Problem requirements: Restate the entries below word for word, omitting nothing.

Items listed in a dataset
|---|

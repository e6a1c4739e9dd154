//! The ownership rule: only the principal that created a resource may
//! mutate or delete it.

use thiserror::Error;
use uuid::Uuid;

/// A resource that records the principal permitted to mutate or delete it.
pub trait Owned {
    fn owner(&self) -> &str;
    fn resource_type(&self) -> &'static str;
    fn resource_id(&self) -> Uuid;
}

/// Raised when a principal attempts to mutate a resource it does not own.
///
/// Carries the resource type and id so the rejection can be logged with
/// full context at the HTTP boundary.
#[derive(Debug, Error)]
#[error("principal {principal} does not own {resource_type} {resource_id}")]
pub struct OwnershipError {
    pub principal: String,
    pub resource_type: &'static str,
    pub resource_id: Uuid,
}

/// Check that `principal` owns `resource`.
///
/// Pure decision function, no side effects. Must run on every update and
/// delete path; reads are never ownership-gated.
pub fn authorize_owner<R: Owned>(principal: &str, resource: &R) -> Result<(), OwnershipError> {
    if resource.owner() == principal {
        Ok(())
    } else {
        Err(OwnershipError {
            principal: principal.to_string(),
            resource_type: resource.resource_type(),
            resource_id: resource.resource_id(),
        })
    }
}
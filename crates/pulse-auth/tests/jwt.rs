//! Token validation rejects anything that is not a well-formed, RS256-signed
//! Cognito token. Accepting a real token requires the pool's public key and
//! is covered by the deployed environment, not here.

use jsonwebtoken::{EncodingKey, Header, encode};
use serde::Serialize;

use pulse_auth::jwt::{DecodingKey, decoding_key_from_rsa_pem, validate_token};

const POOL: &str = "us-east-1_testpool";
const REGION: &str = "us-east-1";

#[derive(Serialize)]
struct TestClaims {
    sub: String,
    iss: String,
    token_use: String,
    exp: u64,
    iat: u64,
}

#[test]
fn garbage_tokens_are_rejected() {
    let key = DecodingKey::from_secret(b"secret");
    assert!(validate_token("not.a.jwt", &key, POOL, REGION).is_err());
    assert!(validate_token("", &key, POOL, REGION).is_err());
}

#[test]
fn tokens_signed_with_the_wrong_algorithm_are_rejected() {
    let claims = TestClaims {
        sub: "user-1".to_string(),
        iss: format!("https://cognito-idp.{REGION}.amazonaws.com/{POOL}"),
        token_use: "access".to_string(),
        exp: 4_102_444_800, // far future
        iat: 0,
    };

    // HS256, while the validator insists on RS256.
    let token = encode(
        &Header::default(),
        &claims,
        &EncodingKey::from_secret(b"secret"),
    )
    .expect("encodes");

    let key = DecodingKey::from_secret(b"secret");
    assert!(validate_token(&token, &key, POOL, REGION).is_err());
}

#[test]
fn invalid_pem_is_rejected() {
    assert!(decoding_key_from_rsa_pem(b"not a pem").is_err());
}
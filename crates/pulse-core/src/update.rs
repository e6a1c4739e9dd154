//! Partial-update sanitization.
//!
//! Clients send `{"survey": {...}}` / `{"response": {...}}` bodies where any
//! subset of fields may appear. Two conventions apply before a payload
//! reaches the store: the `owner` key is never honored, and an empty string
//! means "leave this field unchanged" rather than "set to empty".

use std::collections::BTreeMap;

use serde_json::{Map, Value};
use thiserror::Error;

/// The one field a client must never set through an update payload.
pub const OWNER_FIELD: &str = "owner";

/// Filter a raw update payload down to the fields that may be applied.
///
/// Removes the `owner` key unconditionally, then every key whose value is
/// the literal empty string. Only the empty string is a no-change sentinel:
/// `false`, `0`, and `null` all survive sanitization. Always succeeds; an
/// empty result is a valid no-op update.
pub fn sanitize_update(mut raw: Map<String, Value>) -> Map<String, Value> {
    raw.remove(OWNER_FIELD);
    raw.retain(|_, value| !matches!(value, Value::String(s) if s.is_empty()));
    raw
}

/// Field-level validation failures, keyed by field name.
///
/// Serialized as the body of a 422 response: `{"errors": {field: [messages]}}`.
#[derive(Debug, Default, Error)]
#[error("validation failed: {errors:?}")]
pub struct ValidationErrors {
    pub errors: BTreeMap<String, Vec<String>>,
}

impl ValidationErrors {
    pub fn new() -> Self {
        Self::default()
    }

    pub fn add(&mut self, field: impl Into<String>, message: impl Into<String>) {
        self.errors.entry(field.into()).or_default().push(message.into());
    }

    pub fn is_empty(&self) -> bool {
        self.errors.is_empty()
    }

    /// Ok if nothing was recorded, otherwise Err(self).
    pub fn into_result(self) -> Result<(), Self> {
        if self.is_empty() { Ok(()) } else { Err(self) }
    }
}
//! pulse-storage
//!
//! The entity store: one JSON document per S3 object. Thin wrapper around
//! the AWS S3 SDK plus typed document helpers.

pub mod client;
pub mod documents;
pub mod error;
pub mod objects;
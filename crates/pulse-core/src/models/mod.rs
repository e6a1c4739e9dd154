pub mod response;
pub mod survey;
use jiff::Timestamp;
use serde::{Deserialize, Serialize};
use serde_json::{Map, Value};
use uuid::Uuid;

use crate::models::response::SurveyResponse;
use crate::ownership::Owned;
use crate::update::ValidationErrors;

/// A stored survey document.
///
/// The stored form carries no responses list. The authoritative linkage is
/// the `survey` foreign key on each response; the composed view is a
/// read-time join (see [`SurveyWithResponses`]).
#[derive(Debug, Clone, Serialize, Deserialize)]
pub struct Survey {
    pub id: Uuid,
    pub question: String,
    pub owner: String,
    pub created_at: Timestamp,
    pub updated_at: Timestamp,
}

impl Survey {
    /// Build a new survey owned by `owner`.
    ///
    /// The owner is always the resolved principal, never client input, and
    /// is set exactly once here.
    pub fn create(new: NewSurvey, owner: &str) -> Result<Self, ValidationErrors> {
        let mut errors = ValidationErrors::new();
        if new.question.trim().is_empty() {
            errors.add("question", "is required");
        }
        errors.into_result()?;

        let now = Timestamp::now();
        Ok(Self {
            id: Uuid::new_v4(),
            question: new.question,
            owner: owner.to_string(),
            created_at: now,
            updated_at: now,
        })
    }

    /// Apply a validated partial update and bump `updated_at`.
    pub fn apply(&mut self, patch: SurveyPatch) {
        if let Some(question) = patch.question {
            self.question = question;
        }
        self.updated_at = Timestamp::now();
    }
}

impl Owned for Survey {
    fn owner(&self) -> &str {
        &self.owner
    }

    fn resource_type(&self) -> &'static str {
        "survey"
    }

    fn resource_id(&self) -> Uuid {
        self.id
    }
}

/// Client payload for POST /surveys.
#[derive(Debug, Deserialize)]
pub struct NewSurvey {
    pub question: String,
}

/// The narrow, validated form of a sanitized survey update.
///
/// Unknown keys in the sanitized payload are ignored; `question` must be a
/// string if present. `owner` never appears here — the sanitizer has
/// already stripped it.
#[derive(Debug, Default)]
pub struct SurveyPatch {
    pub question: Option<String>,
}

impl SurveyPatch {
    pub fn from_sanitized(clean: &Map<String, Value>) -> Result<Self, ValidationErrors> {
        let mut errors = ValidationErrors::new();
        let mut patch = Self::default();

        if let Some(value) = clean.get("question") {
            match value {
                Value::String(s) => patch.question = Some(s.clone()),
                _ => errors.add("question", "must be a string"),
            }
        }

        errors.into_result()?;
        Ok(patch)
    }

    pub fn is_empty(&self) -> bool {
        self.question.is_none()
    }
}

/// Read-time composition of a survey and the responses that reference it.
#[derive(Debug, Serialize)]
pub struct SurveyWithResponses {
    #[serde(flatten)]
    pub survey: Survey,
    pub responses: Vec<SurveyResponse>,
}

|---|

Task response:
repository e6a1c4739e9dd154
//! The ownership rule: only the principal that created a resource may
//! mutate or delete it.

use thiserror::Error;
use uuid::Uuid;

/// A resource that records the principal permitted to mutate or delete it.
pub trait Owned {
    fn owner(&self) -> &str;
    fn resource_type(&self) -> &'static str;
    fn resource_id(&self) -> Uuid;
}

/// Raised when a principal attempts to mutate a resource it does not own.
///
/// Carries the resource type and id so the rejection can be logged with
/// full context at the HTTP boundary.
#[derive(Debug, Error)]
#[error("principal {principal} does not own {resource_type} {resource_id}")]
pub struct OwnershipError {
    pub principal: String,
    pub resource_type: &'static str,
    pub resource_id: Uuid,
}

/// Check that `principal` owns `resource`.
///
/// Pure decision function, no side effects. Must run on every update and
/// delete path; reads are never ownership-gated.
pub fn authorize_owner<R: Owned>(principal: &str, resource: &R) -> Result<(), OwnershipError> {
    if resource.owner() == principal {
        Ok(())
    } else {
        Err(OwnershipError {
            principal: principal.to_string(),
            resource_type: resource.resource_type(),
            resource_id: resource.resource_id(),
        })
    }
}
filename crates/pulse-auth/tests/jwt.rs
//! Token validation rejects anything that is not a well-formed, RS256-signed
//! Cognito token. Accepting a real token requires the pool's public key and
//! is covered by the deployed environment, not here.

use jsonwebtoken::{EncodingKey, Header, encode};
use serde::Serialize;

use pulse_auth::jwt::{DecodingKey, decoding_key_from_rsa_pem, validate_token};

const POOL: &str = "us-east-1_testpool";
const REGION: &str = "us-east-1";

#[derive(Serialize)]
struct TestClaims {
    sub: String,
    iss: String,
    token_use: String,
    exp: u64,
    iat: u64,
}

#[test]
fn garbage_tokens_are_rejected() {
    let key = DecodingKey::from_secret(b"secret");
    assert!(validate_token("not.a.jwt", &key, POOL, REGION).is_err());
    assert!(validate_token("", &key, POOL, REGION).is_err());
}

#[test]
fn tokens_signed_with_the_wrong_algorithm_are_rejected() {
    let claims = TestClaims {
        sub: "user-1".to_string(),
        iss: format!("https://cognito-idp.{REGION}.amazonaws.com/{POOL}"),
        token_use: "access".to_string(),
        exp: 4_102_444_800, // far future
        iat: 0,
    };

    // HS256, while the validator insists on RS256.
    let token = encode(
        &Header::default(),
        &claims,
        &EncodingKey::from_secret(b"secret"),
    )
    .expect("encodes");

    let key = DecodingKey::from_secret(b"secret");
    assert!(validate_token(&token, &key, POOL, REGION).is_err());
}

#[test]
fn invalid_pem_is_rejected() {
    assert!(decoding_key_from_rsa_pem(b"not a pem").is_err());
}
filename crates/pulse-core/src/update.rs
repository e6a1c4739e9dd154
//! Partial-update sanitization.
//!
//! Clients send `{"survey": {...}}` / `{"response": {...}}` bodies where any
//! subset of fields may appear. Two conventions apply before a payload
//! reaches the store: the `owner` key is never honored, and an empty string
//! means "leave this field unchanged" rather than "set to empty".

use std::collections::BTreeMap;

use serde_json::{Map, Value};
use thiserror::Error;

/// The one field a client must never set through an update payload.
pub const OWNER_FIELD: &str = "owner";

/// Filter a raw update payload down to the fields that may be applied.
///
/// Removes the `owner` key unconditionally, then every key whose value is
/// the literal empty string. Only the empty string is a no-change sentinel:
/// `false`, `0`, and `null` all survive sanitization. Always succeeds; an
/// empty result is a valid no-op update.
pub fn sanitize_update(mut raw: Map<String, Value>) -> Map<String, Value> {
    raw.remove(OWNER_FIELD);
    raw.retain(|_, value| !matches!(value, Value::String(s) if s.is_empty()));
    raw
}

/// Field-level validation failures, keyed by field name.
///
/// Serialized as the body of a 422 response: `{"errors": {field: [messages]}}`.
#[derive(Debug, Default, Error)]
#[error("validation failed: {errors:?}")]
pub struct ValidationErrors {
    pub errors: BTreeMap<String, Vec<String>>,
}

impl ValidationErrors {
    pub fn new() -> Self {
        Self::default()
    }

    pub fn add(&mut self, field: impl Into<String>, message: impl Into<String>) {
        self.errors.entry(field.into()).or_default().push(message.into());
    }

    pub fn is_empty(&self) -> bool {
        self.errors.is_empty()
    }

    /// Ok if nothing was recorded, otherwise Err(self).
    pub fn into_result(self) -> Result<(), Self> {
        if self.is_empty() { Ok(()) } else { Err(self) }
    }
}
//! pulse-storage
//!
//! The entity store: one JSON document per S3 object. Thin wrapper around
//! the AWS S3 SDK plus typed document helpers.

pub mod client;
pub mod documents;
pub mod error;
pub mod objects;
filename crates/pulse-core/src/models/mod.rs
repository e6a1c4739e9dd154
pub mod response;
pub mod survey;
use jiff::Timestamp;
use serde::{Deserialize, Serialize};
use serde_json::{Map, Value};
use uuid::Uuid;

use crate::models::response::SurveyResponse;
use crate::ownership::Owned;
use crate::update::ValidationErrors;

/// A stored survey document.
///
/// The stored form carries no responses list. The authoritative linkage is
/// the `survey` foreign key on each response; the composed view is a
/// read-time join (see [`SurveyWithResponses`]).
#[derive(Debug, Clone, Serialize, Deserialize)]
pub struct Survey {
    pub id: Uuid,
    pub question: String,
    pub owner: String,
    pub created_at: Timestamp,
    pub updated_at: Timestamp,
}

impl Survey {
    /// Build a new survey owned by `owner`.
    ///
    /// The owner is always the resolved principal, never client input, and
    /// is set exactly once here.
    pub fn create(new: NewSurvey, owner: &str) -> Result<Self, ValidationErrors> {
        let mut errors = ValidationErrors::new();
        if new.question.trim().is_empty() {
            errors.add("question", "is required");
        }
        errors.into_result()?;

        let now = Timestamp::now();
        Ok(Self {
            id: Uuid::new_v4(),
            question: new.question,
            owner: owner.to_string(),
            created_at: now,
            updated_at: now,
        })
    }

    /// Apply a validated partial update and bump `updated_at`.
    pub fn apply(&mut self, patch: SurveyPatch) {
        if let Some(question) = patch.question {
            self.question = question;
        }
        self.updated_at = Timestamp::now();
    }
}

impl Owned for Survey {
    fn owner(&self) -> &str {
        &self.owner
    }

    fn resource_type(&self) -> &'static str {
        "survey"
    }

    fn resource_id(&self) -> Uuid {
        self.id
    }
}

/// Client payload for POST /surveys.
#[derive(Debug, Deserialize)]
pub struct NewSurvey {
    pub question: String,
}

/// The narrow, validated form of a sanitized survey update.
///
/// Unknown keys in the sanitized payload are ignored; `question` must be a
/// string if present. `owner` never appears here — the sanitizer has
/// already stripped it.
#[derive(Debug, Default)]
pub struct SurveyPatch {
    pub question: Option<String>,
}

impl SurveyPatch {
    pub fn from_sanitized(clean: &Map<String, Value>) -> Result<Self, ValidationErrors> {
        let mut errors = ValidationErrors::new();
        let mut patch = Self::default();

        if let Some(value) = clean.get("question") {
            match value {
                Value::String(s) => patch.question = Some(s.clone()),
                _ => errors.add("question", "must be a string"),
            }
        }

        errors.into_result()?;
        Ok(patch)
    }

    pub fn is_empty(&self) -> bool {
        self.question.is_none()
    }
}

/// Read-time composition of a survey and the responses that reference it.
#[derive(Debug, Serialize)]
pub struct SurveyWithResponses {
    #[serde(flatten)]
    pub survey: Survey,
    pub responses: Vec<SurveyResponse>,
}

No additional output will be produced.